Ancient farming techniques can help feed world hunger – UN
- Almost 700 million people go hungry every day.
- But could traditional farming methods show the way to end world hunger?
- From argan trees in Morocco to rice fields in the Philippines, the UN says we could learn a lot from sustainable heritage agriculture.
Eliminating hunger is one of the United Nations 2030 Sustainable Development Goals, but with 690 million people are still hungry, our agricultural heritage has much to teach us about how to feed our growing population without destroying the planet.
This is the principle of the Food and Agriculture Organization of the United Nations (FAO) Global Agricultural Heritage Systems (GIAHS) which highlights the modes of agriculture that have proven to be resilient in the face of political and climate change to ensure food security.

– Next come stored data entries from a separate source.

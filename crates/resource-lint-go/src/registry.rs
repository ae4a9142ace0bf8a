//! Cross-package lookup table for one run.

use std::collections::HashMap;
use std::sync::Arc;

use tree_sitter::Node;

use crate::file::{FileKey, GoFile};
use crate::package::GoPackage;

/// Every package loaded for the run, keyed by import path.
///
/// Populated by the loader before any analyzer runs and read-only after.
#[derive(Debug, Default, Clone)]
pub struct PackageRegistry {
    packages: HashMap<String, Arc<GoPackage>>,
    files: HashMap<FileKey, String>,
}

impl PackageRegistry {
    /// Creates an empty registry.
    #[must_use]
    pub fn new() -> Self {
        Self::default()
    }

    /// Registers a package, replacing any earlier package with the same path.
    pub fn insert(&mut self, package: GoPackage) -> Arc<GoPackage> {
        let package = Arc::new(package);
        for file in package.files() {
            self.files
                .insert(file.key(), package.import_path().to_owned());
        }
        self.packages
            .insert(package.import_path().to_owned(), Arc::clone(&package));
        package
    }

    /// Package with the given import path.
    #[must_use]
    pub fn get(&self, import_path: &str) -> Option<&Arc<GoPackage>> {
        self.packages.get(import_path)
    }

    /// Whether the import path is loaded.
    #[must_use]
    pub fn contains(&self, import_path: &str) -> bool {
        self.packages.contains_key(import_path)
    }

    /// Number of loaded packages.
    #[must_use]
    pub fn len(&self) -> usize {
        self.packages.len()
    }

    /// Whether nothing is loaded.
    #[must_use]
    pub fn is_empty(&self) -> bool {
        self.packages.is_empty()
    }

    /// All loaded packages in no particular order.
    pub fn packages(&self) -> impl Iterator<Item = &Arc<GoPackage>> {
        self.packages.values()
    }

    /// Package owning the file `key`.
    #[must_use]
    pub fn package_of(&self, key: FileKey) -> Option<&Arc<GoPackage>> {
        self.files.get(&key).and_then(|p| self.packages.get(p))
    }

    /// File with the given key, in any loaded package.
    #[must_use]
    pub fn file(&self, key: FileKey) -> Option<&GoFile> {
        self.package_of(key).and_then(|p| p.file(key))
    }

    /// Top-level function `name` declared in package `import_path`.
    #[must_use]
    pub fn find_function(&self, import_path: &str, name: &str) -> Option<(&GoFile, Node<'_>)> {
        self.get(import_path)?.find_function(name)
    }

    /// Resolves a package identifier used in `file` to an import path,
    /// preferring loaded packages whose declared name matches.
    #[must_use]
    pub fn resolve_import<'a>(&'a self, file: &'a GoFile, alias: &str) -> Option<&'a str> {
        if let Some(spec) = file
            .imports()
            .iter()
            .find(|i| i.name.as_deref() == Some(alias))
        {
            return Some(&spec.path);
        }
        file.imports()
            .iter()
            .filter(|i| i.name.is_none())
            .find(|i| {
                self.get(&i.path)
                    .is_some_and(|p| p.name() == alias)
            })
            .map(|i| i.path.as_str())
            .or_else(|| file.import_path_for(alias))
    }
}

Since 2005, 62 sites in 22 countries have been designated and 15 more are under evaluation. FAO wishes to harness generations of knowledge and experience to help global agriculture become more sustainable.
“The wealth and breadth of knowledge and experience accumulated in the management and use of resources is a treasure of global importance which must be promoted and preserved and, at the same time, allowed to evolve,” says FAO.
Designated areas range from Maasai pastoral traditions in Kenya and Italy traditional vineyards of Soave at the floating gardens in Bangladesh, a Chinese tea farm and rice terraces in the Philippines.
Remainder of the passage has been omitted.